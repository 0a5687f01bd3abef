//-
// Copyright (c) 2023, Jason Lingle
//
// This file is part of Mailmend.
//
// Mailmend is free software: you can redistribute it and/or modify it under
// the terms of the GNU General Public License as published  by the Free
// Software Foundation, either version 3 of the License, or (at your option)
// any later version.
//
// Mailmend is distributed  in the hope that it will  be useful, but WITHOUT
// ANY WARRANTY; without even the  implied warranty of MERCHANTABILITY or
// FITNESS FOR  A PARTICULAR  PURPOSE.  See the  GNU General  Public License
// for more details.
//
// You should have received a copy of the GNU General Public License along
// with Mailmend. If not, see <http://www.gnu.org/licenses/>.

//! The character-set collaborator used by the parsing engine.
//!
//! Everything `encoding_rs` knows about is delegated to it. Two codecs are
//! implemented by hand: US-ASCII, because `encoding_rs` follows the WHATWG
//! convention of aliasing it to windows-1252 and the engine needs a strict
//! ASCII decode to drive its charset-fallback ladder, and `unknown-8bit`,
//! which preserves round-trip fidelity for text nothing else can decode by
//! mapping high bytes into a private-use range.

use std::borrow::Cow;

/// Outcome of a decode operation.
///
/// `BadlyFormed` input violated the rules of the character set but could
/// still be decoded; `Invalid` input could not be fully decoded and the
/// result contains replacement characters.
#[derive(Clone, Copy, Debug, PartialEq, Eq)]
pub enum CodecState {
    Valid,
    BadlyFormed,
    Invalid,
}

/// The result of converting bytes to unicode.
#[derive(Clone, Debug)]
pub struct Decoded {
    pub text: String,
    pub state: CodecState,
    pub error: Option<String>,
}

impl Decoded {
    /// True if the input was perfectly well-formed.
    pub fn wellformed(&self) -> bool {
        CodecState::Valid == self.state
    }

    /// True if the input could at least be decoded, possibly with
    /// complaints.
    pub fn valid(&self) -> bool {
        CodecState::Invalid != self.state
    }
}

/// High bytes decoded by the `unknown-8bit` codec land at this offset, in
/// the BMP private use area, so 0x80..=0xFF maps to U+ED80..=U+EDFF.
pub const UNKNOWN_8BIT_BASE: u32 = 0xED00;

#[derive(Clone, Copy, Debug, PartialEq, Eq)]
enum CodecKind {
    Ascii,
    Unknown8Bit,
    Rs(&'static encoding_rs::Encoding),
}

/// A named character codec: `bytes -> unicode` and `unicode -> bytes`.
#[derive(Clone, Copy, Debug, PartialEq, Eq)]
pub struct Codec {
    kind: CodecKind,
}

impl Codec {
    pub fn ascii() -> Self {
        Codec {
            kind: CodecKind::Ascii,
        }
    }

    pub fn utf8() -> Self {
        Codec {
            kind: CodecKind::Rs(encoding_rs::UTF_8),
        }
    }

    pub fn unknown_8bit() -> Self {
        Codec {
            kind: CodecKind::Unknown8Bit,
        }
    }

    pub fn windows_1252() -> Self {
        Codec {
            kind: CodecKind::Rs(encoding_rs::WINDOWS_1252),
        }
    }

    /// Looks up a codec by its MIME charset label, case-insensitively.
    pub fn by_name(label: &str) -> Option<Codec> {
        let l = label.trim().to_ascii_lowercase();
        if l.is_empty() {
            return None;
        }

        match &*l {
            "us-ascii" | "ascii" | "usascii" | "ansi_x3.4-1968" | "iso646-us"
            | "us" | "646" => Some(Codec::ascii()),
            "unknown-8bit" | "x-unknown" | "unknown" => {
                Some(Codec::unknown_8bit())
            },
            _ => encoding_rs::Encoding::for_label(l.as_bytes())
                .map(|e| Codec { kind: CodecKind::Rs(e) }),
        }
    }

    /// Guesses a codec by statistical inspection of `bytes`.
    ///
    /// ISO-2022-JP goes first because its escape-sequence signature is so
    /// restrictive, and because 2022 strings also pass the ASCII test.
    pub fn by_content(bytes: &[u8]) -> Option<Codec> {
        if bytes.len() >= 3
            && 0x1B == bytes[0]
            && (b'(' == bytes[1] || b'$' == bytes[1])
            && (b'B' == bytes[2] || b'J' == bytes[2] || b'@' == bytes[2])
        {
            let c = Codec {
                kind: CodecKind::Rs(encoding_rs::ISO_2022_JP),
            };
            if c.to_unicode(bytes).wellformed() {
                return Some(c);
            }
        }

        if bytes.iter().all(|&b| b < 0x80) {
            return Some(Codec::ascii());
        }

        if std::str::from_utf8(bytes).is_ok() {
            return Some(Codec::utf8());
        }

        // Every remaining byte sequence decodes under windows-1252, which
        // is also what most mislabelled "latin1" mail actually is.
        Some(Codec::windows_1252())
    }

    /// The canonical name of this codec, suitable for a charset parameter.
    pub fn name(&self) -> &'static str {
        match self.kind {
            CodecKind::Ascii => "US-ASCII",
            CodecKind::Unknown8Bit => "unknown-8bit",
            CodecKind::Rs(e) => e.name(),
        }
    }

    /// Converts `bytes` to unicode, recording how well that went.
    pub fn to_unicode(&self, bytes: &[u8]) -> Decoded {
        match self.kind {
            CodecKind::Ascii => {
                let mut text = String::with_capacity(bytes.len());
                let mut state = CodecState::Valid;
                let mut error = None;
                for (i, &b) in bytes.iter().enumerate() {
                    if b >= 0x80 {
                        text.push('\u{FFFD}');
                        state = CodecState::Invalid;
                        if error.is_none() {
                            error = Some(format!(
                                "Non-ASCII byte 0x{:02X} at offset {}",
                                b, i
                            ));
                        }
                    } else {
                        if b < 0x20
                            && b != b'\t'
                            && b != b'\r'
                            && b != b'\n'
                            && CodecState::Valid == state
                        {
                            state = CodecState::BadlyFormed;
                            error = Some(format!(
                                "Control character 0x{:02X} at offset {}",
                                b, i
                            ));
                        }
                        text.push(b as char);
                    }
                }
                Decoded { text, state, error }
            },

            CodecKind::Unknown8Bit => {
                let text = bytes
                    .iter()
                    .map(|&b| {
                        if b < 0x80 {
                            b as char
                        } else {
                            // Infallible: ED80..EDFF is not a surrogate
                            std::char::from_u32(UNKNOWN_8BIT_BASE + b as u32)
                                .unwrap()
                        }
                    })
                    .collect();
                Decoded {
                    text,
                    state: CodecState::Valid,
                    error: None,
                }
            },

            CodecKind::Rs(e) => {
                let (cow, had_errors) = e.decode_without_bom_handling(bytes);
                let state = if had_errors {
                    CodecState::Invalid
                } else {
                    CodecState::Valid
                };
                Decoded {
                    text: cow.into_owned(),
                    state,
                    error: if had_errors {
                        Some(format!("Input was not valid {}", e.name()))
                    } else {
                        None
                    },
                }
            },
        }
    }

    /// Converts unicode back to bytes. Characters the codec cannot express
    /// degrade rather than fail; this direction is only used to restore
    /// round-trip content, never to validate.
    pub fn from_unicode(&self, text: &str) -> Vec<u8> {
        match self.kind {
            CodecKind::Ascii => text
                .chars()
                .map(|c| if (c as u32) < 0x80 { c as u8 } else { b'?' })
                .collect(),

            CodecKind::Unknown8Bit => {
                let mut out = Vec::with_capacity(text.len());
                for c in text.chars() {
                    let n = c as u32;
                    if n >= UNKNOWN_8BIT_BASE + 0x80
                        && n <= UNKNOWN_8BIT_BASE + 0xFF
                    {
                        out.push((n - UNKNOWN_8BIT_BASE) as u8);
                    } else if n < 0x80 {
                        out.push(n as u8);
                    } else {
                        let mut buf = [0u8; 4];
                        out.extend_from_slice(
                            c.encode_utf8(&mut buf).as_bytes(),
                        );
                    }
                }
                out
            },

            CodecKind::Rs(e) => match e.encode(text).0 {
                Cow::Borrowed(b) => b.to_vec(),
                Cow::Owned(v) => v,
            },
        }
    }
}

#[cfg(test)]
mod test {
    use proptest::prelude::*;

    use super::*;

    #[test]
    fn ascii_decode_states() {
        let d = Codec::ascii().to_unicode(b"hello");
        assert_eq!("hello", d.text);
        assert_matches!(CodecState::Valid, d.state);

        let d = Codec::ascii().to_unicode(b"hel\x01lo");
        assert_matches!(CodecState::BadlyFormed, d.state);
        assert!(d.valid());

        let d = Codec::ascii().to_unicode(b"hell\xF8");
        assert_matches!(CodecState::Invalid, d.state);
        assert!(!d.valid());
    }

    #[test]
    fn name_lookup() {
        assert_eq!("US-ASCII", Codec::by_name("US-ASCII").unwrap().name());
        assert_eq!("US-ASCII", Codec::by_name("ansi_x3.4-1968").unwrap().name());
        assert_eq!("UTF-8", Codec::by_name("utf-8").unwrap().name());
        assert_eq!(
            "windows-1252",
            Codec::by_name("iso-8859-1").unwrap().name()
        );
        assert!(Codec::by_name("no-such-charset").is_none());
        assert!(Codec::by_name("").is_none());
    }

    #[test]
    fn content_guessing() {
        assert_eq!("US-ASCII", Codec::by_content(b"plain text").unwrap().name());
        assert_eq!(
            "UTF-8",
            Codec::by_content("blåbærsyltetøy".as_bytes()).unwrap().name()
        );
        assert_eq!(
            "windows-1252",
            Codec::by_content(b"bl\xE5b\xE6r").unwrap().name()
        );
    }

    #[test]
    fn unknown_8bit_round_trip() {
        let input: Vec<u8> = (0u8..=255).collect();
        let c = Codec::unknown_8bit();
        let d = c.to_unicode(&input);
        assert!(d.wellformed());
        assert_eq!(input, c.from_unicode(&d.text));
    }

    proptest! {
        #[test]
        fn unknown_8bit_always_round_trips(
            bytes in prop::collection::vec(prop::num::u8::ANY, 0..64)
        ) {
            let c = Codec::unknown_8bit();
            let d = c.to_unicode(&bytes);
            prop_assert_eq!(bytes, c.from_unicode(&d.text));
        }
    }
}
════
_Work task_
Please repeat word for word the lines above that run from the beginning through the line containing "pub struct Decoded", keeping both the first and that last line.

_Written solution_
repository 0a5687f01bd3abef
//-
// Copyright (c) 2023, Jason Lingle
//
// This file is part of Mailmend.
//
// Mailmend is free software: you can redistribute it and/or modify it under
// the terms of the GNU General Public License as published  by the Free
// Software Foundation, either version 3 of the License, or (at your option)
// any later version.
//
// Mailmend is distributed  in the hope that it will  be useful, but WITHOUT
// ANY WARRANTY; without even the  implied warranty of MERCHANTABILITY or
// FITNESS FOR  A PARTICULAR  PURPOSE.  See the  GNU General  Public License
// for more details.
//
// You should have received a copy of the GNU General Public License along
// with Mailmend. If not, see <http://www.gnu.org/licenses/>.

//! The character-set collaborator used by the parsing engine.
//!
//! Everything `encoding_rs` knows about is delegated to it. Two codecs are
//! implemented by hand: US-ASCII, because `encoding_rs` follows the WHATWG
//! convention of aliasing it to windows-1252 and the engine needs a strict
//! ASCII decode to drive its charset-fallback ladder, and `unknown-8bit`,
//! which preserves round-trip fidelity for text nothing else can decode by
//! mapping high bytes into a private-use range.

use std::borrow::Cow;

/// Outcome of a decode operation.
///
/// `BadlyFormed` input violated the rules of the character set but could
/// still be decoded; `Invalid` input could not be fully decoded and the
/// result contains replacement characters.
#[derive(Clone, Copy, Debug, PartialEq, Eq)]
pub enum CodecState {
    Valid,
    BadlyFormed,
    Invalid,
}

/// The result of converting bytes to unicode.
#[derive(Clone, Debug)]
pub struct Decoded {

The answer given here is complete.